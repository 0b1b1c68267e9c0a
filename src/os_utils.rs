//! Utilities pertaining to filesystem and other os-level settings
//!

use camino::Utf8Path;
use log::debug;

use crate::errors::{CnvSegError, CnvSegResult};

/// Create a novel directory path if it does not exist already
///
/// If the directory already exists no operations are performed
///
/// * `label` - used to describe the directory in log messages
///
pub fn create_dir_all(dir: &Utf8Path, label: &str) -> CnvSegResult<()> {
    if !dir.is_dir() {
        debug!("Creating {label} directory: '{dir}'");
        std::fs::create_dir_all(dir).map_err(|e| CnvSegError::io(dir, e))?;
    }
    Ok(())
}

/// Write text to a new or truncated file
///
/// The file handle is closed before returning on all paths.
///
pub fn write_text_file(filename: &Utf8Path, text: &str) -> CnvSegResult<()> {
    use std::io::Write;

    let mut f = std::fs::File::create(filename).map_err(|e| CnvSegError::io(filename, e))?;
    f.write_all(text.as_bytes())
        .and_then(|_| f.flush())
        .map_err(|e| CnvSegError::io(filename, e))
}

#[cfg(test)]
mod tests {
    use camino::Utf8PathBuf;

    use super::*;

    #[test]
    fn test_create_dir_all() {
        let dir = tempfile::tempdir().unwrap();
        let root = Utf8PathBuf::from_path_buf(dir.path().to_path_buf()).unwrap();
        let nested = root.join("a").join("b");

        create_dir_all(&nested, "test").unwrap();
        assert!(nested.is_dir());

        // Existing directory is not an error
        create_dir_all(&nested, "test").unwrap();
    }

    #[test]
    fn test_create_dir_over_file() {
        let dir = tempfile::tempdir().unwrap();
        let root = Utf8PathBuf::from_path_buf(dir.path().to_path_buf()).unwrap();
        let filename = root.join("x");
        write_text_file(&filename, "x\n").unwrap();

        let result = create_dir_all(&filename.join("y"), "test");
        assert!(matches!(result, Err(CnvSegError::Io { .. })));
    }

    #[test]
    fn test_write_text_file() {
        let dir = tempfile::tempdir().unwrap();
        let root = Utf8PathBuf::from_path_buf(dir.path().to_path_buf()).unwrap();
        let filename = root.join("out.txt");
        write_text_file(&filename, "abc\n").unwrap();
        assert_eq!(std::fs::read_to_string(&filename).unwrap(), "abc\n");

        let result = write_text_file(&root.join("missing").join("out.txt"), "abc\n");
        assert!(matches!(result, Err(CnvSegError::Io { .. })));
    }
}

● ● ●

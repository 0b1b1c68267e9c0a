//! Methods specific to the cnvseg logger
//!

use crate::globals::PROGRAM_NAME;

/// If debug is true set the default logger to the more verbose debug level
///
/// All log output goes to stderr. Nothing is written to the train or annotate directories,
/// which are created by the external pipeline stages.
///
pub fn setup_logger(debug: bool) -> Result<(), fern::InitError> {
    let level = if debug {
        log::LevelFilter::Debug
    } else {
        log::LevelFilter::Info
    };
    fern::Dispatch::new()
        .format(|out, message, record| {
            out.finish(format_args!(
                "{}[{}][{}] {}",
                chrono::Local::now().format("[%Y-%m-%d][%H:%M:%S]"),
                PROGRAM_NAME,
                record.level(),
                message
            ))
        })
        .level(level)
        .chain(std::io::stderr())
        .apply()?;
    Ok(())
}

● ● ●

** WORK INSTRUCTION **
Extract each line from the entries above that contains the string "stderr".

** RESPONSE FOR THIS EXERCISE **
/// All log output goes to stderr. Nothing is written to the train or annotate directories,
        .chain(std::io::stderr())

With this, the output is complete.